In a report published last year Gallup gave the example of an unnamed organisation which
has a weekly companywide meeting that spotlights one employee’s best friend at work. It’s
not known if, in the q&a, others pop up to sob: “But I thought we were best friends at work.”

Startups also offer services to encourage work friendships. One monitors the depth of
connections between people in different teams. It identifies shared interests (gluten-free
baking, say, or workplace surveillance) between employees who don’t know each other and
arranges meetings between them. You thought life was bad? At least you are not making
crumpets with a stranger in finance.

It is a mistake for managers to wade into the business of friend-making, and not just
because it royally misses the point.
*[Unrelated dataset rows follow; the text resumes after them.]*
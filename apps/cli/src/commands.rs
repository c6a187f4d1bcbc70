//! CLI command definitions, routing, and tracing setup.

use std::path::{Path, PathBuf};

use clap::{Parser, Subcommand};
use color_eyre::eyre::{Result, eyre};
use indicatif::{ProgressBar, ProgressStyle};
use qamerge_core::pipeline::{MergeReport, ProgressReporter};
use qamerge_core::summary::MergeSummary;
use qamerge_shared::{AppConfig, MergeConfig, init_config, load_config, load_config_from};
use tracing::info;

// ---------------------------------------------------------------------------
// CLI structure
// ---------------------------------------------------------------------------

/// qamerge: merge curated Q&A rows into the chatbot knowledge base.
#[derive(Parser)]
#[command(
    name = "qamerge",
    version,
    about = "Merge manually curated Q&A rows into the chatbot knowledge-base collection.",
    long_about = None,
)]
pub(crate) struct Cli {
    /// Log format: text (default) or json.
    #[arg(long, default_value = "text", global = true)]
    pub log_format: LogFormat,

    /// Verbosity level (-v, -vv).
    #[arg(short, long, action = clap::ArgAction::Count, global = true)]
    pub verbose: u8,

    /// Config file (defaults to ./qamerge.toml when present).
    #[arg(long, global = true)]
    pub config: Option<PathBuf>,

    /// Tabular input with manual Q&A rows.
    #[arg(long)]
    pub input: Option<PathBuf>,

    /// Existing collection to merge into.
    #[arg(long)]
    pub collection: Option<PathBuf>,

    /// Where to write the merged collection.
    #[arg(long)]
    pub output: Option<PathBuf>,

    /// Report what would change without writing the output.
    #[arg(long)]
    pub dry_run: bool,

    /// Print the summary as JSON.
    #[arg(long)]
    pub json: bool,

    #[command(subcommand)]
    pub command: Option<Command>,
}

/// Log output format.
#[derive(Clone, Debug, clap::ValueEnum)]
pub(crate) enum LogFormat {
    Text,
    Json,
}

/// Optional subcommands. Without one, the merge runs.
#[derive(Subcommand)]
pub(crate) enum Command {
    /// Write a blank tabular template at the input path.
    Template {
        /// Overwrite an existing file.
        #[arg(long)]
        force: bool,
    },

    /// Configuration management.
    Config {
        /// Config subcommand.
        #[command(subcommand)]
        action: ConfigAction,
    },
}

/// Config subcommands.
#[derive(Subcommand)]
pub(crate) enum ConfigAction {
    /// Write qamerge.toml with defaults in the working directory.
    Init,
    /// Show resolved configuration.
    Show,
}

// ---------------------------------------------------------------------------
// Tracing setup
// ---------------------------------------------------------------------------

/// Initialize tracing based on CLI flags. Logs go to stderr.
pub(crate) fn init_tracing(cli: &Cli) {
    use tracing_subscriber::{EnvFilter, fmt};

    let filter = match cli.verbose {
        0 => "qamerge=info",
        1 => "qamerge=debug",
        _ => "qamerge=trace",
    };

    let env_filter = EnvFilter::try_from_default_env().unwrap_or_else(|_| EnvFilter::new(filter));

    match cli.log_format {
        LogFormat::Text => {
            fmt()
                .with_env_filter(env_filter)
                .with_writer(std::io::stderr)
                .with_target(false)
                .init();
        }
        LogFormat::Json => {
            fmt()
                .json()
                .with_env_filter(env_filter)
                .with_writer(std::io::stderr)
                .init();
        }
    }
}

// ---------------------------------------------------------------------------
// Command dispatch
// ---------------------------------------------------------------------------

/// Run the CLI command.
pub(crate) fn run(cli: Cli) -> Result<()> {
    let cwd =
        std::env::current_dir().map_err(|e| eyre!("cannot determine working directory: {e}"))?;
    let config = resolve_config(&cli, &cwd)?;

    match cli.command {
        None => {
            let merge = merge_config(&cli, &config)?;
            cmd_merge(&merge, cli.json)
        }
        Some(Command::Template { force }) => {
            let merge = merge_config(&cli, &config)?;
            cmd_template(&merge, force)
        }
        Some(Command::Config { action }) => match action {
            ConfigAction::Init => cmd_config_init(&cwd),
            ConfigAction::Show => cmd_config_show(&config),
        },
    }
}

/// Load the config file named by `--config`, or `./qamerge.toml` if present.
fn resolve_config(cli: &Cli, cwd: &Path) -> Result<AppConfig> {
    let config = match &cli.config {
        Some(path) => {
            if !path.exists() {
                return Err(eyre!("config file '{}' not found", path.display()));
            }
            load_config_from(path)?
        }
        None => load_config(cwd)?,
    };
    Ok(config)
}

/// Apply CLI overrides on top of the file config.
fn merge_config(cli: &Cli, config: &AppConfig) -> Result<MergeConfig> {
    let mut merge = MergeConfig::try_from(config)?;
    if let Some(input) = &cli.input {
        merge.input = input.clone();
    }
    if let Some(collection) = &cli.collection {
        merge.collection = collection.clone();
    }
    if let Some(output) = &cli.output {
        merge.output = output.clone();
    }
    merge.dry_run = cli.dry_run;
    Ok(merge)
}

// ---------------------------------------------------------------------------
// Command handlers
// ---------------------------------------------------------------------------

fn cmd_merge(config: &MergeConfig, json: bool) -> Result<()> {
    info!(
        input = %config.input.display(),
        collection = %config.collection.display(),
        output = %config.output.display(),
        dry_run = config.dry_run,
        "merging Q&A data"
    );

    let reporter = CliProgress::new();
    let report = qamerge_core::pipeline::run_merge(config, &reporter)?;

    if json {
        println!("{}", serde_json::to_string_pretty(&report.summary)?);
    } else {
        print_summary(&report);
    }

    Ok(())
}

fn print_summary(report: &MergeReport) {
    let s: &MergeSummary = &report.summary;

    println!();
    if s.dry_run {
        println!("  Dry run: nothing written.");
    } else {
        println!("  Q&A data merged successfully!");
    }
    println!("  Before:     {}", s.before);
    println!("  After:      {}", s.after);
    println!("  Rows read:  {}", s.manual_rows);
    println!("  Replaced:   {}", s.replaced);
    println!("  Added:      {}", s.added);
    if s.superseded > 0 {
        println!("  Superseded: {} (repeated questions in the input)", s.superseded);
    }
    if s.base_duplicates_collapsed > 0 {
        println!(
            "  Collapsed:  {} (duplicate questions in the existing collection)",
            s.base_duplicates_collapsed
        );
    }
    if !report.base_found {
        println!("  (no existing collection found, started from empty)");
    }
    println!("  Time:       {:.1}s", report.elapsed.as_secs_f64());

    print_breakdown("By category", &s.by_category);
    print_breakdown("By priority", &s.by_priority);
    print_breakdown("By source", &s.by_source);

    println!();
    if let Some(hash) = &s.output_sha256 {
        println!("  Output: {}", s.output_path.display());
        println!("  SHA256: {hash}");
        println!();
        println!("  Next: rebuild the knowledge base from {}", s.output_path.display());
        println!();
    }
}

fn print_breakdown(title: &str, counts: &std::collections::BTreeMap<String, usize>) {
    if counts.is_empty() {
        return;
    }
    println!();
    println!("  {title}:");
    for (label, count) in counts {
        println!("    {label}: {count}");
    }
}

fn cmd_template(config: &MergeConfig, force: bool) -> Result<()> {
    qamerge_core::template::write_template(&config.input, config.delimiter, force)?;
    println!("Template written to: {}", config.input.display());
    println!("Fill in one row per question, then run qamerge.");
    Ok(())
}

fn cmd_config_init(cwd: &Path) -> Result<()> {
    let path = init_config(cwd)?;
    println!("Config initialized at: {}", path.display());
    Ok(())
}

fn cmd_config_show(config: &AppConfig) -> Result<()> {
    let toml_str = toml::to_string_pretty(config)?;
    println!("{toml_str}");
    Ok(())
}

// ---------------------------------------------------------------------------
// CLI progress reporter
// ---------------------------------------------------------------------------

/// CLI progress reporter using an indicatif spinner on stderr.
struct CliProgress {
    spinner: ProgressBar,
}

impl CliProgress {
    fn new() -> Self {
        let spinner = ProgressBar::new_spinner();
        if let Ok(style) = ProgressStyle::with_template("{spinner:.cyan} {msg}") {
            spinner.set_style(
                style.tick_strings(&["⠋", "⠙", "⠹", "⠸", "⠼", "⠴", "⠦", "⠧", "⠇", "⠏"]),
            );
        }
        Self { spinner }
    }
}

impl ProgressReporter for CliProgress {
    fn phase(&self, name: &str) {
        self.spinner.set_message(name.to_string());
        self.spinner.tick();
    }

    fn done(&self, _report: &MergeReport) {
        self.spinner.finish_and_clear();
    }
}

impl Drop for CliProgress {
    fn drop(&mut self) {
        // Clear the line on error paths too.
        if !self.spinner.is_finished() {
            self.spinner.finish_and_clear();
        }
    }
}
The defining characteristic of friendship is that it is
voluntary. Employees are adults; they don’t need their managers to arrange play-dates.
And the workplace throws people together, often under testing conditions: friendships will
naturally follow.

The bigger problem is that workplace friendships are more double-edged than their
advocates allow. They can quickly become messy when power dynamics change. The
transition from friend to boss, or from friend to underling, is an inherently awkward one
(“This is your final warning. Fancy a pint?”).

And friendships have the potential to look a lot like cronyism. A clever study by Zoe Cullen
of Harvard Business School and Ricardo Perez-Truglia of University of California, Berkeley,
found that employees’ social interactions with their managers could give their career
prospects a boost relative to others.

The researchers looked at promotions of smokers and non-smokers who worked for a
large bank in South-East Asia, hypothesising that sharing smoking breaks with managers
who also indulged might give workers a leg up. And so it did. Smokers who moved from a
non-smoking boss to a puffer were promoted more quickly than those who moved to
another non-smoker. The authors found that social interactions did not just help smokers;
socialising between male managers and male employees played a large role in perpetuating
gender pay gaps. If firms are going to make friendship their business, they should worry
about its downsides, too.

Companies should facilitate interactions between employees, particularly in a world of


hybrid and remote working. Social gatherings and buddy systems are reasonable ways to
encourage colleagues to meet each other and to foster a culture. But a high-quality work
relationship does not require friendship. It requires respect for each other’s competence, a
level of trust and a desire to reach the same goal; it doesn’t need birthday cards and a
shared interest in quiltmaking. Firms should do what they can to encourage these kinds of
relationships. If individuals want to take it further, it’s entirely up to them.